Dr. Kane Low Served as Delegate to National Home Birth Consensus Summit
The three-day Summit sought to find common ground in the environment of conflicting opinion currently surrounding the issue of home birth.
In October 2011, leaders and stakeholders from all sectors of maternity care gathered in Warrenton, VA, to attend the Home Birth Consensus Summit, a three-day meeting intended to establish common ground between those engaged in the national discussion of home birth in order to make the experience of home birth the safest and most positive it can be for the women who choose it. School of Nursing Assistant Professor Dr. Lisa Kane Low, who serves as Coordinator of the U-M Nurse Midwifery Program, was selected to attend the Summit as a delegate.
Dr. Kane Low described the current environment surrounding home birth as a state of confusion, with conflicting information from various professional organizations resulting in conflicting policies. “There is a polarization around whether or not home birth is a reasonable choice for women to make,” she explained, citing as an example the anti-home birth position statement upheld by the American Congress of Obstetricians and Gynecologists and how it contrasts with the pro-home birth position of the American College of Nurse Midwives (ACNM). “The Home Birth Summit was a way to bring those vested parties to the table in a non-threatening way to bring some kind of consensus about where we are and what we should be doing around the issue of home birth.”
The disagreement, she said, stems in part from poorly designed studies that lump together both planned and unplanned home births thus yielding misleading research results. In addition, she noted that there are two dominant views about homebirth and risk. Most medical providers who are trained to control as much risk as possible, are socialized to believe that a hospital represents the best setting for controlling undue risks.

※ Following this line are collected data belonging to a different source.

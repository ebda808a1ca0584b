//! Relayout of the appended texture, skin and string tables.
//!
//! A rebuild never moves existing data. The original file is copied as-is and
//! a fresh copy of every table the header points at is appended after it:
//!
//! ```text
//! | original bytes | texture records | texture names | dir offsets | dir names |
//! | skin table | surface property | key values |
//! ```
//!
//! All offsets are planned before anything is written, because records near
//! the front of the region point at strings near the back.

use byteorder::{LittleEndian, WriteBytesExt};
use tracing::debug;
use zerocopy::IntoBytes;

use crate::{Error, Result, StudioHeader, StudioTexture};

/// The ordered contents of the tables a rebuild writes.
#[derive(Debug, Clone, Default, PartialEq, Eq)]
pub struct TextureTables {
    /// Texture names in slot order.
    pub names: Vec<String>,
    /// Texture search directories.
    pub dirs: Vec<String>,
    /// Skin families, each one texture slot per skin reference.
    pub families: Vec<Vec<i16>>,
}

impl TextureTables {
    /// Append a material and register its directory if it is new.
    ///
    /// Returns the texture slot the material was given.
    pub fn push_material(&mut self, material_path: &str) -> usize {
        self.names.push(material_path.to_string());

        if let Some(dir) = directory_of(material_path) {
            if !self.dirs.iter().any(|existing| existing == dir) {
                self.dirs.push(dir.to_string());
            }
        }

        self.names.len() - 1
    }

    /// Append a skin family whose every reference resolves to `slot`.
    ///
    /// The combined skin table must stay addressable with 32-bit offsets;
    /// a larger `num_skin_ref` fails with [`Error::LayoutOverflow`] before
    /// anything is allocated.
    pub fn push_solid_skin(&mut self, slot: usize, num_skin_ref: usize) -> Result<()> {
        let index = i16::try_from(slot).map_err(|_| Error::SlotIndexOverflow(slot))?;

        let table_size = self
            .families
            .iter()
            .map(Vec::len)
            .sum::<usize>()
            .saturating_add(num_skin_ref)
            .saturating_mul(2);
        if i32::try_from(table_size).is_err() {
            return Err(Error::LayoutOverflow(table_size));
        }

        self.families.push(vec![index; num_skin_ref]);
        Ok(())
    }

    /// Length shared by every skin family, or an error naming the first
    /// family that differs. `None` when there are no families.
    pub fn skin_ref_count(&self) -> Result<Option<usize>> {
        let Some(expected) = self.families.first().map(Vec::len) else {
            return Ok(None);
        };

        for (family, entries) in self.families.iter().enumerate() {
            if entries.len() != expected {
                return Err(Error::InconsistentSkinFamilyLength {
                    family,
                    expected,
                    actual: entries.len(),
                });
            }
        }

        Ok(Some(expected))
    }
}

/// The directory component of a material path.
///
/// Everything before the last `/` or `\`; `None` when the path has no
/// separator.
///
/// ```
/// use propcolor_mdl::directory_of;
///
/// assert_eq!(directory_of("props/colored/crate_red"), Some("props/colored"));
/// assert_eq!(directory_of("models\\props\\crate"), Some("models\\props"));
/// assert_eq!(directory_of("crate"), None);
/// ```
pub fn directory_of(material_path: &str) -> Option<&str> {
    material_path
        .rfind(['/', '\\'])
        .map(|pos| &material_path[..pos])
}

/// Absolute offsets of every appended region.
#[derive(Debug, Clone, Copy, PartialEq, Eq)]
pub struct Layout {
    pub texture_offset: usize,
    pub texture_name_offset: usize,
    pub dir_table_offset: usize,
    pub dir_name_offset: usize,
    pub skin_offset: usize,
    pub surface_prop_offset: usize,
    pub key_value_offset: usize,
    pub total_size: usize,
}

impl Layout {
    /// Plan the appended region starting at `start`.
    pub fn plan(start: usize, tables: &TextureTables, surface_prop: &str, key_values: &[u8]) -> Self {
        let texture_offset = start;
        let texture_name_offset = texture_offset + tables.names.len() * StudioTexture::SIZE;
        let dir_table_offset = texture_name_offset + strings_size(&tables.names);
        let dir_name_offset = dir_table_offset + tables.dirs.len() * 4;
        let skin_offset = dir_name_offset + strings_size(&tables.dirs);

        let skin_entries: usize = tables.families.iter().map(Vec::len).sum();
        let surface_prop_offset = skin_offset + skin_entries * 2;
        let key_value_offset = surface_prop_offset + surface_prop.len() + 1;
        let total_size = key_value_offset + key_values.len() + 1;

        Self {
            texture_offset,
            texture_name_offset,
            dir_table_offset,
            dir_name_offset,
            skin_offset,
            surface_prop_offset,
            key_value_offset,
            total_size,
        }
    }
}

/// Size of a run of null-terminated strings.
fn strings_size(strings: &[String]) -> usize {
    strings.iter().map(|s| s.len() + 1).sum()
}

/// Convert a planned offset to the on-disk `i32`.
fn offset(value: usize) -> Result<i32> {
    i32::try_from(value).map_err(|_| Error::LayoutOverflow(value))
}

/// Everything a rebuild reads.
#[derive(Debug)]
pub(crate) struct Relayout<'a> {
    /// The original file, copied verbatim to the front of the output.
    pub original: &'a [u8],
    pub header: &'a StudioHeader,
    /// Records of the original texture slots, carried over by slot.
    pub textures: &'a [StudioTexture],
    pub tables: &'a TextureTables,
    pub surface_prop: &'a str,
    pub key_values: &'a [u8],
}

impl Relayout<'_> {
    /// Produce the rebuilt file.
    pub fn build(&self) -> Result<Vec<u8>> {
        let num_skin_ref = self.tables.skin_ref_count()?;
        let layout = Layout::plan(
            self.original.len(),
            self.tables,
            self.surface_prop,
            self.key_values,
        );
        offset(layout.total_size)?;

        debug!(
            original_size = self.original.len(),
            total_size = layout.total_size,
            textures = self.tables.names.len(),
            dirs = self.tables.dirs.len(),
            families = self.tables.families.len(),
            "planned model relayout"
        );

        let mut output = Vec::with_capacity(layout.total_size);
        output.extend_from_slice(self.original);

        // Texture records
        let mut name_offset = layout.texture_name_offset;
        for (slot, name) in self.tables.names.iter().enumerate() {
            let record_offset = layout.texture_offset + slot * StudioTexture::SIZE;
            let mut texture = self
                .textures
                .get(slot)
                .copied()
                .unwrap_or_else(StudioTexture::appended);
            texture.name_index = offset(name_offset)? - offset(record_offset)?;

            output.extend_from_slice(texture.as_bytes());
            name_offset += name.len() + 1;
        }

        // Texture names
        debug_assert_eq!(output.len(), layout.texture_name_offset);
        write_strings(&mut output, &self.tables.names);

        // Directory offsets
        debug_assert_eq!(output.len(), layout.dir_table_offset);
        let mut dir_offset = layout.dir_name_offset;
        for dir in &self.tables.dirs {
            output.write_i32::<LittleEndian>(offset(dir_offset)?)?;
            dir_offset += dir.len() + 1;
        }

        // Directory names
        debug_assert_eq!(output.len(), layout.dir_name_offset);
        write_strings(&mut output, &self.tables.dirs);

        // Skin table, family-major
        debug_assert_eq!(output.len(), layout.skin_offset);
        for family in &self.tables.families {
            for &slot in family {
                output.write_i16::<LittleEndian>(slot)?;
            }
        }

        debug_assert_eq!(output.len(), layout.surface_prop_offset);
        output.extend_from_slice(self.surface_prop.as_bytes());
        output.push(0);

        debug_assert_eq!(output.len(), layout.key_value_offset);
        output.extend_from_slice(self.key_values);
        output.push(0);

        debug_assert_eq!(output.len(), layout.total_size);

        let mut header = *self.header;
        header.length = offset(layout.total_size)?;
        header.num_textures = offset(self.tables.names.len())?;
        header.texture_index = offset(layout.texture_offset)?;
        header.num_cd_textures = offset(self.tables.dirs.len())?;
        header.cd_texture_index = offset(layout.dir_table_offset)?;
        header.skin_index = offset(layout.skin_offset)?;
        header.num_skin_families = offset(self.tables.families.len())?;
        if let Some(num_skin_ref) = num_skin_ref {
            header.num_skin_ref = offset(num_skin_ref)?;
        }
        header.surface_prop_index = offset(layout.surface_prop_offset)?;
        header.key_value_index = offset(layout.key_value_offset)?;
        header.key_value_size = offset(self.key_values.len())?;

        output[..StudioHeader::SIZE].copy_from_slice(header.as_bytes());

        Ok(output)
    }
}

fn write_strings(output: &mut Vec<u8>, strings: &[String]) {
    for s in strings {
        output.extend_from_slice(s.as_bytes());
        output.push(0);
    }
}

#[cfg(test)]
mod tests {
    use super::*;

    fn tables() -> TextureTables {
        TextureTables {
            names: vec!["brick".to_string(), "metal".to_string()],
            dirs: vec!["models/props".to_string()],
            families: vec![vec![0, 1]],
        }
    }

    #[test]
    fn test_push_material_dedups_directory() {
        let mut tables = tables();

        assert_eq!(tables.push_material("models/props/crate_red"), 2);
        assert_eq!(tables.push_material("models/colored/crate_blue"), 3);
        assert_eq!(tables.push_material("flat"), 4);

        assert_eq!(tables.dirs, vec!["models/props", "models/colored"]);
        assert_eq!(tables.names.len(), 5);
    }

    #[test]
    fn test_push_solid_skin() {
        let mut tables = tables();
        tables.push_solid_skin(2, 2).unwrap();

        assert_eq!(tables.families, vec![vec![0, 1], vec![2, 2]]);
        assert!(matches!(
            tables.push_solid_skin(40_000, 2),
            Err(Error::SlotIndexOverflow(40_000))
        ));
    }

    #[test]
    fn test_push_solid_skin_too_large() {
        let mut tables = tables();

        assert!(matches!(
            tables.push_solid_skin(2, 1 << 30),
            Err(Error::LayoutOverflow(_))
        ));
        assert!(matches!(
            tables.push_solid_skin(2, usize::MAX),
            Err(Error::LayoutOverflow(_))
        ));
        assert_eq!(tables.families, vec![vec![0, 1]]);
    }

    #[test]
    fn test_skin_ref_count() {
        let mut tables = tables();
        assert_eq!(tables.skin_ref_count().unwrap(), Some(2));

        tables.families.push(vec![1, 1, 1]);
        assert!(matches!(
            tables.skin_ref_count(),
            Err(Error::InconsistentSkinFamilyLength {
                family: 1,
                expected: 2,
                actual: 3
            })
        ));

        assert_eq!(TextureTables::default().skin_ref_count().unwrap(), None);
    }

    #[test]
    fn test_plan_offsets() {
        let layout = Layout::plan(1000, &tables(), "metal", b"ab");

        assert_eq!(layout.texture_offset, 1000);
        assert_eq!(layout.texture_name_offset, 1000 + 2 * 64);
        // "brick\0metal\0"
        assert_eq!(layout.dir_table_offset, 1128 + 12);
        assert_eq!(layout.dir_name_offset, 1140 + 4);
        // "models/props\0"
        assert_eq!(layout.skin_offset, 1144 + 13);
        assert_eq!(layout.surface_prop_offset, 1157 + 4);
        assert_eq!(layout.key_value_offset, 1161 + 6);
        assert_eq!(layout.total_size, 1167 + 3);
    }

    #[test]
    fn test_directory_of() {
        assert_eq!(directory_of("a/b\\c"), Some("a/b"));
        assert_eq!(directory_of("/root"), Some(""));
        assert_eq!(directory_of(""), None);
    }
}
//! PropColor - studio model material and skin appending library.
//!
//! This crate provides a unified interface to the PropColor crates for
//! recoloring props: each color becomes a new material and a skin family
//! that selects it.
//!
//! # Crates
//!
//! - [`propcolor_common`] - Common utilities (bounds-checked binary reading)
//! - [`propcolor_mdl`] - Studio model (`.mdl`) parsing and rebuilding
//!
//! # Example
//!
//! ```no_run
//! use propcolor::prelude::*;
//!
//! let mut model = StudioModel::load("models/props/crate01.mdl")?;
//! let skin = model.skin_families().len();
//!
//! model.add_material_with_skin("models/props/colored/crate01_255_0_0")?;
//! model.save("models/props/colored/crate01.mdl")?;
//! println!("Red crate is skin {}", skin);
//! # Ok::<(), Box<dyn std::error::Error>>(())
//! ```

// Re-export all sub-crates
pub use propcolor_common as common;
pub use propcolor_mdl as mdl;

/// Prelude module for convenient imports.
pub mod prelude {
    pub use propcolor_common::BinaryReader;
    pub use propcolor_mdl::{
        directory_of, ModelSummary, StudioHeader, StudioModel, StudioTexture, TextureTables,
    };
}

/// Version information.
pub const VERSION: &str = env!("CARGO_PKG_VERSION");
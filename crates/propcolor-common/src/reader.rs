//! Binary reader for bounds-checked parsing of byte slices.
//!
//! This module provides [`BinaryReader`], a cursor-like type that reads
//! little-endian values from a byte slice. Every read is range-checked, so
//! a corrupt offset surfaces as an [`Error::UnexpectedEof`] instead of a
//! panic.

use std::borrow::Cow;

use zerocopy::FromBytes;

use crate::{Error, Result};

/// A binary reader over a byte slice.
///
/// # Example
///
/// ```
/// use propcolor_common::BinaryReader;
///
/// let data = [0x01, 0x02, 0x03, 0x04, 0xFE, 0xFF];
/// let mut reader = BinaryReader::new(&data);
///
/// assert_eq!(reader.read_i32().unwrap(), 0x04030201);
/// assert_eq!(reader.read_i16().unwrap(), -2);
/// assert!(reader.is_empty());
/// ```
#[derive(Debug, Clone)]
pub struct BinaryReader<'a> {
    data: &'a [u8],
    position: usize,
}

impl<'a> BinaryReader<'a> {
    /// Create a new reader from a byte slice.
    #[inline]
    pub const fn new(data: &'a [u8]) -> Self {
        Self { data, position: 0 }
    }

    /// Create a new reader starting at a specific position.
    ///
    /// The position may lie past the end of the buffer; the first read
    /// will then fail with [`Error::UnexpectedEof`].
    #[inline]
    pub const fn new_at(data: &'a [u8], position: usize) -> Self {
        Self { data, position }
    }

    /// Get the current position in the buffer.
    #[inline]
    pub const fn position(&self) -> usize {
        self.position
    }

    /// Get the total length of the underlying buffer.
    #[inline]
    pub const fn len(&self) -> usize {
        self.data.len()
    }

    /// Get the number of bytes remaining to read.
    #[inline]
    pub const fn remaining(&self) -> usize {
        self.data.len().saturating_sub(self.position)
    }

    /// Check if there are no more bytes to read.
    #[inline]
    pub const fn is_empty(&self) -> bool {
        self.position >= self.data.len()
    }

    /// Seek to an absolute position.
    #[inline]
    pub fn seek(&mut self, position: usize) {
        self.position = position;
    }

    /// Get the remaining bytes as a slice.
    #[inline]
    pub fn remaining_bytes(&self) -> &'a [u8] {
        &self.data[self.position.min(self.data.len())..]
    }

    /// Peek at bytes without advancing the position.
    #[inline]
    pub fn peek_bytes(&self, count: usize) -> Result<&'a [u8]> {
        if self.remaining() < count {
            return Err(Error::UnexpectedEof {
                needed: count,
                available: self.remaining(),
            });
        }
        Ok(&self.data[self.position..self.position + count])
    }

    /// Read bytes and advance the position.
    #[inline]
    pub fn read_bytes(&mut self, count: usize) -> Result<&'a [u8]> {
        let bytes = self.peek_bytes(count)?;
        self.position += count;
        Ok(bytes)
    }

    /// Read a little-endian i16.
    #[inline]
    pub fn read_i16(&mut self) -> Result<i16> {
        let bytes = self.read_bytes(2)?;
        Ok(i16::from_le_bytes([bytes[0], bytes[1]]))
    }

    /// Read a little-endian i32.
    #[inline]
    pub fn read_i32(&mut self) -> Result<i32> {
        let bytes = self.read_bytes(4)?;
        Ok(i32::from_le_bytes([bytes[0], bytes[1], bytes[2], bytes[3]]))
    }

    /// Read a null-terminated string, replacing invalid UTF-8 sequences.
    ///
    /// Model files written by older tools carry code-page text in a few
    /// string fields; this keeps those readable instead of failing.
    pub fn read_cstring_lossy(&mut self) -> Result<Cow<'a, str>> {
        let bytes = self.read_cstring_bytes()?;
        Ok(String::from_utf8_lossy(bytes))
    }

    /// Read the bytes of a null-terminated string, excluding the terminator.
    fn read_cstring_bytes(&mut self) -> Result<&'a [u8]> {
        if self.is_empty() {
            return Err(Error::UnexpectedEof {
                needed: 1,
                available: 0,
            });
        }

        let remaining = self.remaining_bytes();
        let null_pos = memchr::memchr(0, remaining).ok_or(Error::MissingNullTerminator)?;

        self.position += null_pos + 1; // Skip the null terminator
        Ok(&remaining[..null_pos])
    }

    /// Read a struct using zerocopy.
    ///
    /// The struct must implement `FromBytes` from the zerocopy crate.
    #[inline]
    pub fn read_struct<T: FromBytes>(&mut self) -> Result<T> {
        let size = std::mem::size_of::<T>();
        let bytes = self.read_bytes(size)?;
        T::read_from_bytes(bytes).map_err(|_| Error::UnexpectedEof {
            needed: size,
            available: bytes.len(),
        })
    }

    /// Expect one of several magic values and return the one that matched.
    pub fn expect_any_magic<const N: usize>(&mut self, accepted: &[[u8; N]]) -> Result<[u8; N]> {
        let actual = self.peek_bytes(N).map_err(|_| Error::InvalidMagic {
            expected: accepted.first().map(|m| m.to_vec()).unwrap_or_default(),
            actual: self.remaining_bytes().to_vec(),
        })?;

        match accepted.iter().find(|magic| magic.as_slice() == actual) {
            Some(magic) => {
                self.position += N;
                Ok(*magic)
            }
            None => Err(Error::InvalidMagic {
                expected: accepted.first().map(|m| m.to_vec()).unwrap_or_default(),
                actual: actual.to_vec(),
            }),
        }
    }
}
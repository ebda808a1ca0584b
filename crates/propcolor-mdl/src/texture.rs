//! Texture descriptor record.

use zerocopy::{FromBytes, FromZeros, Immutable, IntoBytes, KnownLayout};

/// One texture slot (`mstudiotexture_t`).
///
/// The name offset is relative to the start of the record itself, unlike the
/// absolute offsets used by the rest of the file.
#[derive(Debug, Clone, Copy, PartialEq, Eq, FromBytes, IntoBytes, Immutable, KnownLayout)]
#[repr(C, packed)]
pub struct StudioTexture {
    /// Name offset, relative to this record.
    pub name_index: i32,
    pub flags: i32,
    pub used: i32,
    pub unused1: i32,
    /// Runtime material pointer, zero on disk.
    pub material: i32,
    /// Runtime material pointer, zero on disk.
    pub client_material: i32,
    pub unused: [i32; 10],
}

const _: () = assert!(std::mem::size_of::<StudioTexture>() == StudioTexture::SIZE);

impl StudioTexture {
    /// Size of one record in bytes.
    pub const SIZE: usize = 64;

    /// A zeroed record marked as used, for newly appended slots.
    pub fn appended() -> Self {
        let mut texture = Self::new_zeroed();
        texture.used = 1;
        texture
    }

    /// Absolute offset of this record's name, given the record's own offset.
    pub fn name_offset(&self, record_offset: usize) -> Option<usize> {
        let relative = self.name_index as i64;
        usize::try_from(record_offset as i64 + relative).ok()
    }
}
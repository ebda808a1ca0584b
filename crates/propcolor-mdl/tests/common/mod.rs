//! Synthetic studio model files for integration tests.

#![allow(dead_code)]

pub const HEADER_SIZE: usize = 408;
pub const TEXTURE_SIZE: usize = 64;

pub const VERSION: usize = 4;
pub const NAME: usize = 12;
pub const LENGTH: usize = 76;
pub const NUM_TEXTURES: usize = 204;
pub const TEXTURE_INDEX: usize = 208;
pub const NUM_CD_TEXTURES: usize = 212;
pub const CD_TEXTURE_INDEX: usize = 216;
pub const NUM_SKIN_REF: usize = 220;
pub const NUM_SKIN_FAMILIES: usize = 224;
pub const SKIN_INDEX: usize = 228;
pub const SURFACE_PROP_INDEX: usize = 308;
pub const KEY_VALUE_INDEX: usize = 312;
pub const KEY_VALUE_SIZE: usize = 316;

/// Header fields a rebuild is allowed to rewrite.
pub const PATCHED_FIELDS: [usize; 11] = [
    LENGTH,
    NUM_TEXTURES,
    TEXTURE_INDEX,
    NUM_CD_TEXTURES,
    CD_TEXTURE_INDEX,
    NUM_SKIN_REF,
    NUM_SKIN_FAMILIES,
    SKIN_INDEX,
    SURFACE_PROP_INDEX,
    KEY_VALUE_INDEX,
    KEY_VALUE_SIZE,
];

/// Flags written into every texture record by the builder.
pub const TEXTURE_FLAGS: i32 = 0x40;

/// Bytes standing in for bone and mesh data the tools never decode.
pub const OPAQUE_BLOCK: [u8; 24] = [0xAB; 24];

pub fn read_i32(data: &[u8], offset: usize) -> i32 {
    i32::from_le_bytes(data[offset..offset + 4].try_into().unwrap())
}

pub fn read_i16(data: &[u8], offset: usize) -> i16 {
    i16::from_le_bytes(data[offset..offset + 2].try_into().unwrap())
}

pub fn read_cstr(data: &[u8], offset: usize) -> String {
    let end = data[offset..].iter().position(|&b| b == 0).unwrap();
    String::from_utf8(data[offset..offset + end].to_vec()).unwrap()
}

fn write_i32(data: &mut [u8], offset: usize, value: i32) {
    data[offset..offset + 4].copy_from_slice(&value.to_le_bytes());
}

/// Builds a minimal but well-formed studio model.
#[derive(Debug, Clone)]
pub struct ModelBuilder {
    magic: [u8; 4],
    textures: Vec<String>,
    dirs: Vec<String>,
    num_skin_ref: i32,
    families: Vec<Vec<i16>>,
    surface_prop: Option<String>,
    key_values: Option<Vec<u8>>,
}

impl ModelBuilder {
    pub fn new() -> Self {
        Self {
            magic: *b"IDST",
            textures: Vec::new(),
            dirs: Vec::new(),
            num_skin_ref: 0,
            families: Vec::new(),
            surface_prop: None,
            key_values: None,
        }
    }

    pub fn magic(mut self, magic: &[u8; 4]) -> Self {
        self.magic = *magic;
        self
    }

    pub fn texture(mut self, name: &str) -> Self {
        self.textures.push(name.to_string());
        self
    }

    pub fn dir(mut self, dir: &str) -> Self {
        self.dirs.push(dir.to_string());
        self
    }

    pub fn num_skin_ref(mut self, num_skin_ref: i32) -> Self {
        self.num_skin_ref = num_skin_ref;
        self
    }

    pub fn family(mut self, family: &[i16]) -> Self {
        self.families.push(family.to_vec());
        self
    }

    pub fn surface_prop(mut self, surface_prop: &str) -> Self {
        self.surface_prop = Some(surface_prop.to_string());
        self
    }

    pub fn key_values(mut self, key_values: &[u8]) -> Self {
        self.key_values = Some(key_values.to_vec());
        self
    }

    /// Layout: header, opaque block, texture records, texture names,
    /// directory table, directory names, skin table, surface property,
    /// key values, opaque block.
    pub fn build(&self) -> Vec<u8> {
        let mut data = vec![0u8; HEADER_SIZE];
        data[..4].copy_from_slice(&self.magic);
        write_i32(&mut data, VERSION, 48);
        data[NAME..NAME + 10].copy_from_slice(b"crate01.md");

        data.extend_from_slice(&OPAQUE_BLOCK);

        if !self.textures.is_empty() {
            let texture_index = data.len();
            let names_start = texture_index + self.textures.len() * TEXTURE_SIZE;
            let mut name_offset = names_start;

            for (slot, name) in self.textures.iter().enumerate() {
                let record_offset = texture_index + slot * TEXTURE_SIZE;
                let mut record = [0u8; TEXTURE_SIZE];
                record[..4].copy_from_slice(&((name_offset - record_offset) as i32).to_le_bytes());
                record[4..8].copy_from_slice(&TEXTURE_FLAGS.to_le_bytes());
                data.extend_from_slice(&record);
                name_offset += name.len() + 1;
            }

            for name in &self.textures {
                data.extend_from_slice(name.as_bytes());
                data.push(0);
            }

            write_i32(&mut data, NUM_TEXTURES, self.textures.len() as i32);
            write_i32(&mut data, TEXTURE_INDEX, texture_index as i32);
        }

        if !self.dirs.is_empty() {
            let table_offset = data.len();
            let mut dir_offset = table_offset + self.dirs.len() * 4;

            for dir in &self.dirs {
                data.extend_from_slice(&(dir_offset as i32).to_le_bytes());
                dir_offset += dir.len() + 1;
            }
            for dir in &self.dirs {
                data.extend_from_slice(dir.as_bytes());
                data.push(0);
            }

            write_i32(&mut data, NUM_CD_TEXTURES, self.dirs.len() as i32);
            write_i32(&mut data, CD_TEXTURE_INDEX, table_offset as i32);
        }

        write_i32(&mut data, NUM_SKIN_REF, self.num_skin_ref);
        if !self.families.is_empty() {
            let skin_index = data.len();
            for family in &self.families {
                for slot in family {
                    data.extend_from_slice(&slot.to_le_bytes());
                }
            }

            write_i32(&mut data, NUM_SKIN_FAMILIES, self.families.len() as i32);
            write_i32(&mut data, SKIN_INDEX, skin_index as i32);
        }

        if let Some(surface_prop) = &self.surface_prop {
            let offset = data.len();
            data.extend_from_slice(surface_prop.as_bytes());
            data.push(0);
            write_i32(&mut data, SURFACE_PROP_INDEX, offset as i32);
        }

        if let Some(key_values) = &self.key_values {
            let offset = data.len();
            data.extend_from_slice(key_values);
            write_i32(&mut data, KEY_VALUE_INDEX, offset as i32);
            write_i32(&mut data, KEY_VALUE_SIZE, key_values.len() as i32);
        }

        data.extend_from_slice(&OPAQUE_BLOCK);

        let length = data.len() as i32;
        write_i32(&mut data, LENGTH, length);
        data
    }
}

/// Two textures, one two-slot skin family.
pub fn brick_metal() -> ModelBuilder {
    ModelBuilder::new()
        .texture("brick")
        .texture("metal")
        .dir("models/props")
        .num_skin_ref(2)
        .family(&[0, 0])
        .surface_prop("metal")
        .key_values(b"mdlkeyvalues\n{\n prop_data { \"base\" \"Metal.Medium\" }\n}\n")
}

This perspective is challenged by the contradictory belief that factors associated with the hospital, such as technology and surveillance, themselves present risks in the experience of birth.
“These are two world views about what is most important,” said Dr. Kane Low. “In the middle you have midwifery groups saying women should be educated and informed about risks, but they have the right to make that decision.” Added to the conflict of opinion around the issue is the fact that for the first time in decades the US is seeing a rise in the number of home births. “We are at a tipping point,” Dr. Kane Low said. “People felt this was a good time and space to talk honestly and openly about how we need to think about home birth and how best to promote optimal safety for the mother and her newborn.”
Delegates to the Home Birth Summit were selected based on their national reputation in some aspect of maternity care as well as their familiarity with the conversation of home birth in particular. While the delegates each had a relationship with a professional organization involved in the Summit—Dr. Kane Low’s selection came from her leadership role within the ACNM—the delegates were encouraged to approach the meeting as individuals. “We didn’t have to assume that our professional organizations would be in agreement,” explained Dr. Kane Low. “This allowed us to come to consensus on statements that everybody present could agree to.”
The Summit was facilitated by consultants from the Future Search Network, a non-profit agency known internationally for helping stakeholders with diverse viewpoints untangle complex challenges, broker lasting agreements, and create shared initiatives. At the end of the three-day conversation, attendees produced nine common ground statements relating to maternity care and birth place in the US. In November, the statements were read into the Congressional Record by Congresswoman Lucille Roybal-Allard.
Each of the nine statements was also assigned a workgroup responsible for moving the initiative forward. Dr. Kane Low directs the workgroup assigned to the statement on interprofessional education. This group looks at developing professional education around the practice of home birth. “I really believe how we educate providers has a lot do with the philosophy instilled around their thinking about choices and opportunities for women in maternity care,” she said.
This belief is salient to her role as Coordinator of the Nurse Midwifery Education Program. In an effort to expose students to the full spectrum of maternity care, home birth is addressed in both the program’s curriculum and clinical placement options. “Our students have opportunities to participate in quality home birth practices and to talk about the issues of home birth and out of hospital birth in general,” she said. “The choice of where you work and how you best feel you can meet women’s needs is very individual. We need to provide our students with the opportunities to experience those sites so they can make good decisions about their careers.”
Accompanying Dr. Kane Low to the summit was visiting scholar Marianne Nieuwenhuijze, a researcher at the Midwifery Science Academie Verloskunde in Maastricht, The Netherlands. Nieuwenhuijze was able to bring to the Summit the perspective of a country that has organized maternity care around the assumption that home birth is a viable option. About 35% of women in The Netherlands give birth at home with midwives.